Only the lines from the first line of the material below to the line containing "F: FnMut() ->", inclusive, should be copied, each exactly as written.

(DATA SHOWN Opens)

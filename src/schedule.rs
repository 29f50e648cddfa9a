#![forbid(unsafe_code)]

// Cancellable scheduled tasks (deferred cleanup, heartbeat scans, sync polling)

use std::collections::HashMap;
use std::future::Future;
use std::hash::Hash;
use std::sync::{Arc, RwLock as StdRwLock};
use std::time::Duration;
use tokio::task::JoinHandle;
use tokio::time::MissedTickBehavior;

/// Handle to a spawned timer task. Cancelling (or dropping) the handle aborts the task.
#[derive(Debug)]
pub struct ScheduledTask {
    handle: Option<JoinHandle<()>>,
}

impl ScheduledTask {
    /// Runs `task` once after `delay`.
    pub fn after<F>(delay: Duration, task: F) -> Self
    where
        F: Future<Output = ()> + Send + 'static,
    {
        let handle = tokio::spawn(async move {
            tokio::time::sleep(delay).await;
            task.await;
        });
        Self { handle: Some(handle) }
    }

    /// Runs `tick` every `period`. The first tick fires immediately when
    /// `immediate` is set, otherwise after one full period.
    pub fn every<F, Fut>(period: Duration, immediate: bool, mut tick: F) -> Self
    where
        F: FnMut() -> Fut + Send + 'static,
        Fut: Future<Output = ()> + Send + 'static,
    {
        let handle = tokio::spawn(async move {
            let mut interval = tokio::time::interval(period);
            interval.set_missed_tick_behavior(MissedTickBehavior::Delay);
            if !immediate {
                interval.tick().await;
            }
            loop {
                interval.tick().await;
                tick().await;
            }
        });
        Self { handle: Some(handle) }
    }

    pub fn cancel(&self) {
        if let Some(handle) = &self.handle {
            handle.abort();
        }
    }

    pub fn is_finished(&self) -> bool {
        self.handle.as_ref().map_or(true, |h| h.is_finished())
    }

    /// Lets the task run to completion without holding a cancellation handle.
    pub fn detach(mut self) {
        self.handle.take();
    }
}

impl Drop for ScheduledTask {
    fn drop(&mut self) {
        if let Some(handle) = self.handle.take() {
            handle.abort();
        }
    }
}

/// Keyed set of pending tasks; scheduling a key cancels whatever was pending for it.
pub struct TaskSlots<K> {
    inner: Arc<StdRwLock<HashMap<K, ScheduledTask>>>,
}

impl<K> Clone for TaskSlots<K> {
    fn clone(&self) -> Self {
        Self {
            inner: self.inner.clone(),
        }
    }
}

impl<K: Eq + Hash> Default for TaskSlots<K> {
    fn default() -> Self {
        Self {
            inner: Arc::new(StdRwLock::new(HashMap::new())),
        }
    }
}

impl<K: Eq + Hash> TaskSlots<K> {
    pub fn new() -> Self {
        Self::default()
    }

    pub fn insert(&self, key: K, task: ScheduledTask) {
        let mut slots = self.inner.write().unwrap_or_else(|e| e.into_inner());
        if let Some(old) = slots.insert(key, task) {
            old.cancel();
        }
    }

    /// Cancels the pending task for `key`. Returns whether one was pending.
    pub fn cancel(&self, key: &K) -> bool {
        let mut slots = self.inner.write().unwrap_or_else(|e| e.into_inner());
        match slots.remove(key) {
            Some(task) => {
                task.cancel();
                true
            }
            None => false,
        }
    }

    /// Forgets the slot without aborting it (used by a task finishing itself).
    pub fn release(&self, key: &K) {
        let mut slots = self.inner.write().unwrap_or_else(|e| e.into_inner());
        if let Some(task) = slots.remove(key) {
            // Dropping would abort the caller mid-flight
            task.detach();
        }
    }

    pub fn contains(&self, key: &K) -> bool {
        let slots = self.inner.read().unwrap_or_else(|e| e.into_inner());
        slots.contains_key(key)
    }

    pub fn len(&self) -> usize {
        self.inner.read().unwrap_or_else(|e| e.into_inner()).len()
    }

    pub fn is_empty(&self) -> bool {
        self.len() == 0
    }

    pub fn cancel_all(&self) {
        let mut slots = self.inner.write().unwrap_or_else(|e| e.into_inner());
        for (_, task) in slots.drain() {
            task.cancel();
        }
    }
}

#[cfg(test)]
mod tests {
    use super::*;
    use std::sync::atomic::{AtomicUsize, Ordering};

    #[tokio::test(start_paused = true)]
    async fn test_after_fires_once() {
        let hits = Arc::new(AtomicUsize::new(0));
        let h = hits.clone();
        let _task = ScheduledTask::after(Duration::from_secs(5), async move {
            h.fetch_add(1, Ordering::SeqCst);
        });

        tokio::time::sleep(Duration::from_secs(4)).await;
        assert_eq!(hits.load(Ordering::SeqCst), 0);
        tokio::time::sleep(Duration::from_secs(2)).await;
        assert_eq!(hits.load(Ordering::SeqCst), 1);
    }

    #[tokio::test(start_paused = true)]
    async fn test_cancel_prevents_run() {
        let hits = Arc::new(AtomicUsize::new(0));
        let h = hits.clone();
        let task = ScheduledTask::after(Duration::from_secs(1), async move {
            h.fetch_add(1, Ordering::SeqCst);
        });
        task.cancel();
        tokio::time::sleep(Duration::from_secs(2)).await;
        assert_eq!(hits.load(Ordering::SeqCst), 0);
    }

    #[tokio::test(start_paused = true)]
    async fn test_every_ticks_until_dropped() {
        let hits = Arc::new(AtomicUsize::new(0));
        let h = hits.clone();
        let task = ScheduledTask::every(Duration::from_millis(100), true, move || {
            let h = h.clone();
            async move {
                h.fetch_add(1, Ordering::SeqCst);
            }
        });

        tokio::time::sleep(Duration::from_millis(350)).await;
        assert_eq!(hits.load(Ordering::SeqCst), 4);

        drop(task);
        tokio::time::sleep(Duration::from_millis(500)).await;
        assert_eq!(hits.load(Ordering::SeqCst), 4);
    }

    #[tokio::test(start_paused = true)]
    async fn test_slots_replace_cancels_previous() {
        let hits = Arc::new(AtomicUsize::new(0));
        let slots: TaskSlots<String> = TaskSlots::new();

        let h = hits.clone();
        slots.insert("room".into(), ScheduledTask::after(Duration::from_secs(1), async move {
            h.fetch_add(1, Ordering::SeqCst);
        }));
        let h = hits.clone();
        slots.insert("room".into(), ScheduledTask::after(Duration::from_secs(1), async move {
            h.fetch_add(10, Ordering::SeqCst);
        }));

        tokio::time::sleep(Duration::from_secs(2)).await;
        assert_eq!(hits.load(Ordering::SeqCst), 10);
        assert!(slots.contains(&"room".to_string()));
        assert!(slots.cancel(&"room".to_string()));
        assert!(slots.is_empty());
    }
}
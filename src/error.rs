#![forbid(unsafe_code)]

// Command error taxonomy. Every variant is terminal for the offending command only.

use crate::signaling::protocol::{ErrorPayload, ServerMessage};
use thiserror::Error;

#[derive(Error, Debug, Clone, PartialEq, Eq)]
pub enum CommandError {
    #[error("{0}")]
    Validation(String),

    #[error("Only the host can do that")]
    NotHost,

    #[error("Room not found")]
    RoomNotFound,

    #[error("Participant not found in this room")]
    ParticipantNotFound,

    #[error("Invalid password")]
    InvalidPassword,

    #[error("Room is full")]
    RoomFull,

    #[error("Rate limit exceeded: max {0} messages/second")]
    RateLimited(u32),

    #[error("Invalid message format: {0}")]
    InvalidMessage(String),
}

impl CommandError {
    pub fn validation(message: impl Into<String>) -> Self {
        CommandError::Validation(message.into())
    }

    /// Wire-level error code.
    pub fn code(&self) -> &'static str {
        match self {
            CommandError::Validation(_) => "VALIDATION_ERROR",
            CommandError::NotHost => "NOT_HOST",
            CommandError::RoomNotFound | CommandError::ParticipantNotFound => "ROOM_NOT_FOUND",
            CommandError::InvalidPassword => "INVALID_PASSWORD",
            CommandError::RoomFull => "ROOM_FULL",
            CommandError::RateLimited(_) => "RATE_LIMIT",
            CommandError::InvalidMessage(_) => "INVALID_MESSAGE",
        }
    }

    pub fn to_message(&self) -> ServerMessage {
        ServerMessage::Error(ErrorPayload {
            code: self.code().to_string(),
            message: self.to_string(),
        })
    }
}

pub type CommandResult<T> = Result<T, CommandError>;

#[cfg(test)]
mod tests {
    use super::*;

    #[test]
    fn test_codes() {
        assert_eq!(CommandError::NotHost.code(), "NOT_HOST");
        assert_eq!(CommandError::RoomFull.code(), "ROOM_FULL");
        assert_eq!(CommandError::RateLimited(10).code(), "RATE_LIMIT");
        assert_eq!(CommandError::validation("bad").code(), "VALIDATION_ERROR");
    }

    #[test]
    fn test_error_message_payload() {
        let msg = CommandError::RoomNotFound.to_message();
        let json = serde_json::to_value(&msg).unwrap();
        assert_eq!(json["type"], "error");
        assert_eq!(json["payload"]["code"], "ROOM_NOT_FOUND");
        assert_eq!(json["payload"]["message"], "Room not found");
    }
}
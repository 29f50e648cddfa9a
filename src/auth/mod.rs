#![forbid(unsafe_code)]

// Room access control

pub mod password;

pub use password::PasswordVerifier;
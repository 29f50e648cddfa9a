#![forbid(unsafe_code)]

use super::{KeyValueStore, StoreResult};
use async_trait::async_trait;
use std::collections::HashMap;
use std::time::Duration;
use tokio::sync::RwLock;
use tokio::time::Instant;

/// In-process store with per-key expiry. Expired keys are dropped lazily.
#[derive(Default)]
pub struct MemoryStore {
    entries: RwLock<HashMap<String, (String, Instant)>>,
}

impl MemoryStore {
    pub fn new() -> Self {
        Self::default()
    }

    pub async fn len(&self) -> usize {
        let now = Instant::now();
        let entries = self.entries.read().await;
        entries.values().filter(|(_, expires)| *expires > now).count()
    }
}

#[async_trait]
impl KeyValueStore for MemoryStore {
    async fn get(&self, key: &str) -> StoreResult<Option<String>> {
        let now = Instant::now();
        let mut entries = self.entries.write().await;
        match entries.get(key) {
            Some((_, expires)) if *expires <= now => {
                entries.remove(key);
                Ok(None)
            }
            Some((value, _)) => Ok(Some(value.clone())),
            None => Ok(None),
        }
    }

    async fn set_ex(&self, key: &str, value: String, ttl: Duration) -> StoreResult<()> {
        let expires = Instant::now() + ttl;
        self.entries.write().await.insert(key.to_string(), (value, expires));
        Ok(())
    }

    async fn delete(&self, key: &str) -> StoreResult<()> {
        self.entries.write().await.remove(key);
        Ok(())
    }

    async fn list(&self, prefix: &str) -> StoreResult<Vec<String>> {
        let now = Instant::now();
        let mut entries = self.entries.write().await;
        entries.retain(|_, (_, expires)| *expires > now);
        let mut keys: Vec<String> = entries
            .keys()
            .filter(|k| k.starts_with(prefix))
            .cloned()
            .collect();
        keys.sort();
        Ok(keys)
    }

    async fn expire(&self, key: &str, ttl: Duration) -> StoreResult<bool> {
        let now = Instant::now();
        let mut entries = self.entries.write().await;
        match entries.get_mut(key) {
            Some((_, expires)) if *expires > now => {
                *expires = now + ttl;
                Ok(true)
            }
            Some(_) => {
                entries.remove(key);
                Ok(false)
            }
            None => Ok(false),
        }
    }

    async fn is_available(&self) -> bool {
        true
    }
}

(DATA SHOWN Closes)

#### [ANSWER TO THE PROBLEM]
filename src/schedule.rs
repository 29f50e648cddfa9a
#![forbid(unsafe_code)]

// Cancellable scheduled tasks (deferred cleanup, heartbeat scans, sync polling)

use std::collections::HashMap;
use std::future::Future;
use std::hash::Hash;
use std::sync::{Arc, RwLock as StdRwLock};
use std::time::Duration;
use tokio::task::JoinHandle;
use tokio::time::MissedTickBehavior;

/// Handle to a spawned timer task. Cancelling (or dropping) the handle aborts the task.
#[derive(Debug)]
pub struct ScheduledTask {
    handle: Option<JoinHandle<()>>,
}

impl ScheduledTask {
    /// Runs `task` once after `delay`.
    pub fn after<F>(delay: Duration, task: F) -> Self
    where
        F: Future<Output = ()> + Send + 'static,
    {
        let handle = tokio::spawn(async move {
            tokio::time::sleep(delay).await;
            task.await;
        });
        Self { handle: Some(handle) }
    }

    /// Runs `tick` every `period`. The first tick fires immediately when
    /// `immediate` is set, otherwise after one full period.
    pub fn every<F, Fut>(period: Duration, immediate: bool, mut tick: F) -> Self
    where
        F: FnMut() -> Fut + Send + 'static,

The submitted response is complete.